◆ WHAT THIS TASK INVOLVES
Search the entries below for the word "query", then copy each line in which it is found.

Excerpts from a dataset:
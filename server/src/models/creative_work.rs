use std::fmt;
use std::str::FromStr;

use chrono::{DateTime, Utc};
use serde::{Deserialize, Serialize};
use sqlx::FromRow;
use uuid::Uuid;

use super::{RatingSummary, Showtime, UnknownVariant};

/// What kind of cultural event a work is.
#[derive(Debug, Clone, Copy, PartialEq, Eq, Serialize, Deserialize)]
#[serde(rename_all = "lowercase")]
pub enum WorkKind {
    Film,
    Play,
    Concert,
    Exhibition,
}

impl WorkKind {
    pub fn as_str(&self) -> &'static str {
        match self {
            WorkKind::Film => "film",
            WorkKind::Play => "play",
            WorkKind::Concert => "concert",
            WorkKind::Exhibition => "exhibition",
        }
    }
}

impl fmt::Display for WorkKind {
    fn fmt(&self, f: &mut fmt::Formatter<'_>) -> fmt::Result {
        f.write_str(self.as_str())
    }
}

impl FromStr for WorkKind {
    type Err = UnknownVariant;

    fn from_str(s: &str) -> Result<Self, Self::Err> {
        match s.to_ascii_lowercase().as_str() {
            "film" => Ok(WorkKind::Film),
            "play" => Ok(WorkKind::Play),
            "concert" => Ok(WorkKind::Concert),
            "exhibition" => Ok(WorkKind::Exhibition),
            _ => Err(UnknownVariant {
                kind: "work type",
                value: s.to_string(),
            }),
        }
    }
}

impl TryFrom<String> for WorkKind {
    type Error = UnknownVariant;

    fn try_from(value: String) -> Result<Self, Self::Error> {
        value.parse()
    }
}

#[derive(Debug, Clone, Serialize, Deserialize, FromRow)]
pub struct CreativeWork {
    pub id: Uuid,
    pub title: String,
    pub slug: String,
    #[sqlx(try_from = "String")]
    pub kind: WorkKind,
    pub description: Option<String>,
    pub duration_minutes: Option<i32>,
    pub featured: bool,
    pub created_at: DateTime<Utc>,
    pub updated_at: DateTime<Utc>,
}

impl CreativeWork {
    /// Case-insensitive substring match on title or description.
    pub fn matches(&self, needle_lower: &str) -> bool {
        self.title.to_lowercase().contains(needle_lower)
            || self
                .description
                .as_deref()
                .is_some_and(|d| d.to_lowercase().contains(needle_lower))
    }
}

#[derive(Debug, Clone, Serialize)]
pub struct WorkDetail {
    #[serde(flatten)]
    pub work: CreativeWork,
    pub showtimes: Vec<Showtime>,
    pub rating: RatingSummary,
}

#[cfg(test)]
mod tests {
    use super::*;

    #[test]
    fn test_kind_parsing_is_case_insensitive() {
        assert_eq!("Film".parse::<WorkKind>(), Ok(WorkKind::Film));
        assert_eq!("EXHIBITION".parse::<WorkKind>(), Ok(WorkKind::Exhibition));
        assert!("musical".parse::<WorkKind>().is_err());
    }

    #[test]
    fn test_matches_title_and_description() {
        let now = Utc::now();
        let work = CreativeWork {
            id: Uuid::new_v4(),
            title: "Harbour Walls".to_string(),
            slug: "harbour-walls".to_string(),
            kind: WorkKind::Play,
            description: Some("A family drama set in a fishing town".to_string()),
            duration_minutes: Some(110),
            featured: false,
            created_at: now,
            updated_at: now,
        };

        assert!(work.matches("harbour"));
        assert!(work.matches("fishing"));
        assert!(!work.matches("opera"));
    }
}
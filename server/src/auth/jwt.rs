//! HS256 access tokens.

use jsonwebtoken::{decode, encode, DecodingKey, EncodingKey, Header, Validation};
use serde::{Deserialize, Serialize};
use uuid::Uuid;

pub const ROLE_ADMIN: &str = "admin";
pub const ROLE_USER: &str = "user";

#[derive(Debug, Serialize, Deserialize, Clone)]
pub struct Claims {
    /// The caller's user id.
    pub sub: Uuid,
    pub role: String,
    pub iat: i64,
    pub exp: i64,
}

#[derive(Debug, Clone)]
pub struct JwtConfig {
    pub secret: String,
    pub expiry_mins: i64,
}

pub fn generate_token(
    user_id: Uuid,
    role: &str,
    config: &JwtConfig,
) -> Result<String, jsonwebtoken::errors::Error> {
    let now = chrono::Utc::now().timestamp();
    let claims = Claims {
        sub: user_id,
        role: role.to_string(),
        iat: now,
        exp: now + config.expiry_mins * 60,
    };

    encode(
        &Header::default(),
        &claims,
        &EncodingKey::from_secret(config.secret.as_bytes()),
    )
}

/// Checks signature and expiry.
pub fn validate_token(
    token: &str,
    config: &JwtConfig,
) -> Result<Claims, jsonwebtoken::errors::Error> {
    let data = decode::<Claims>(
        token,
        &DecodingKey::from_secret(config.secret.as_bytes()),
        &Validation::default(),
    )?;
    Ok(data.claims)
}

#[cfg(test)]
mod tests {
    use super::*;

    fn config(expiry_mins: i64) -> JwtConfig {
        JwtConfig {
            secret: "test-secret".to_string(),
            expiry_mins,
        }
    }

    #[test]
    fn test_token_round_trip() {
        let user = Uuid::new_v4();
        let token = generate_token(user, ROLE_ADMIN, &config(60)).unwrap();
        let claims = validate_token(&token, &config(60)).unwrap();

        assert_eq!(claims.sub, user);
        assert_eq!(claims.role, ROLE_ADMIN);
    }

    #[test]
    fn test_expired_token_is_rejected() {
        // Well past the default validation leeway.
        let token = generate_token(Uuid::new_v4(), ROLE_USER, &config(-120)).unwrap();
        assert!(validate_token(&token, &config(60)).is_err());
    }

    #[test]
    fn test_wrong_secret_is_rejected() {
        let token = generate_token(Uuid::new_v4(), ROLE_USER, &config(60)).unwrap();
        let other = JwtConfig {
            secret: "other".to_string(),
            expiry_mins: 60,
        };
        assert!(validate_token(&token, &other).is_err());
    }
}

* * *

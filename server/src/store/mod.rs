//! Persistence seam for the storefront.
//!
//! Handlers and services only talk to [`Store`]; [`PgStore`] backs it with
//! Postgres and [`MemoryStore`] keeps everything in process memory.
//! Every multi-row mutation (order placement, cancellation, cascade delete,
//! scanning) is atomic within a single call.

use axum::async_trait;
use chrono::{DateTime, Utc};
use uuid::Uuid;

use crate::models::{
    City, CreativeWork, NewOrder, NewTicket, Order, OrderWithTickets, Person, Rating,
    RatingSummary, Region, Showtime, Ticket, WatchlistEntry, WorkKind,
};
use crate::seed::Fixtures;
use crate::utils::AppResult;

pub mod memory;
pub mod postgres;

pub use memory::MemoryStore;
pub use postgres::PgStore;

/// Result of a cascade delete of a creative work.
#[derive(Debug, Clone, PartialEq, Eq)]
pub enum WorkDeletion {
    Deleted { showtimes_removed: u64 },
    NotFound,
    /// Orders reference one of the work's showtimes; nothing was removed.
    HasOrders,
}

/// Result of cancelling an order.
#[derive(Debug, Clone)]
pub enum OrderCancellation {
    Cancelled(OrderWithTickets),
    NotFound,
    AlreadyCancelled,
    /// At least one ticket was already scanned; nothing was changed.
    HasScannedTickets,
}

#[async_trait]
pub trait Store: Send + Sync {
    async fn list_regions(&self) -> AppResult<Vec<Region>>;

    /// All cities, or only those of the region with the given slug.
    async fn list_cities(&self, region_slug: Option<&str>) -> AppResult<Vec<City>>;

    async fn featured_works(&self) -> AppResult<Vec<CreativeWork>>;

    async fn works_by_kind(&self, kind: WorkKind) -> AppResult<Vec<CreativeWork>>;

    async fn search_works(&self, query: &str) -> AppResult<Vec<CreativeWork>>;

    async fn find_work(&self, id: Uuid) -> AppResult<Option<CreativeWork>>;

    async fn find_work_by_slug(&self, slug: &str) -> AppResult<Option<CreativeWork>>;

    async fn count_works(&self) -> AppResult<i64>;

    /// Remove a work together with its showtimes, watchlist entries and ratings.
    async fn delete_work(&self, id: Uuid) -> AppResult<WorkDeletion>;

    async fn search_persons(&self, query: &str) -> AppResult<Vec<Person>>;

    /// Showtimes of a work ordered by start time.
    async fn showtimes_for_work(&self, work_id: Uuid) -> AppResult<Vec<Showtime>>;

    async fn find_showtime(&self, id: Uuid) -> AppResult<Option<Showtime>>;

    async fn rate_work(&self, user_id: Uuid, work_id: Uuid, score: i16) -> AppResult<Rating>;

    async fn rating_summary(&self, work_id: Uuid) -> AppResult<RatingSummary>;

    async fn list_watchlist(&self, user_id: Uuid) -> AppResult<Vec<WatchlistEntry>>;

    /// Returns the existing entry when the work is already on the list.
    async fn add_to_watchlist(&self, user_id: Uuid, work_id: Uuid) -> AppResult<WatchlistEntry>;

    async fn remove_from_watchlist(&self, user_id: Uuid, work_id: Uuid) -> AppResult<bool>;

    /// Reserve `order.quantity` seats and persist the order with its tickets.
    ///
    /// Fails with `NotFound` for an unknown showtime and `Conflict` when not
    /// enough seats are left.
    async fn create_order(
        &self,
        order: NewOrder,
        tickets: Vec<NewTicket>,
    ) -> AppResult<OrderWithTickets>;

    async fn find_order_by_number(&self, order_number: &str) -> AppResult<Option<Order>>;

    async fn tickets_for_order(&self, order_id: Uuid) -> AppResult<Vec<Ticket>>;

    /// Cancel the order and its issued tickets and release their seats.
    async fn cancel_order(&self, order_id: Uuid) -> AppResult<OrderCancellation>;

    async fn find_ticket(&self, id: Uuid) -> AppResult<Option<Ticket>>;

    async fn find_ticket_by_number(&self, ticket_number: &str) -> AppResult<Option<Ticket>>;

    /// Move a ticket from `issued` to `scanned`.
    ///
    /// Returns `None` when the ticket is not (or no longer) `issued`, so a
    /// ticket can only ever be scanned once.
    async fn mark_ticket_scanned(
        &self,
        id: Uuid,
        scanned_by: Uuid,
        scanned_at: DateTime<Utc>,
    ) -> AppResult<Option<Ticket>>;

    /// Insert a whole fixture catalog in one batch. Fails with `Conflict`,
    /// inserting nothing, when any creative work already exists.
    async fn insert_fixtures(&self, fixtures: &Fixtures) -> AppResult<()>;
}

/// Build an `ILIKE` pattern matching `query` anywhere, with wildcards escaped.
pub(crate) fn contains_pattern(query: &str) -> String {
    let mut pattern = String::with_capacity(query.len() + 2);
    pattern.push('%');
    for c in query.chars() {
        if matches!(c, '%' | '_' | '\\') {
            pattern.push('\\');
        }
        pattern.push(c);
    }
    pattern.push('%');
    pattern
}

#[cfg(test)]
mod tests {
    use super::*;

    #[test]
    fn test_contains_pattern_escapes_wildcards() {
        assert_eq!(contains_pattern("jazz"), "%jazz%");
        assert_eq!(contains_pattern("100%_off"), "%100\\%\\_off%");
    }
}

◆ TASK OUTPUT
    async fn search_works(&self, query: &str) -> AppResult<Vec<CreativeWork>>;
    async fn search_persons(&self, query: &str) -> AppResult<Vec<Person>>;
/// Build an `ILIKE` pattern matching `query` anywhere, with wildcards escaped.
pub(crate) fn contains_pattern(query: &str) -> String {
    let mut pattern = String::with_capacity(query.len() + 2);
    for c in query.chars() {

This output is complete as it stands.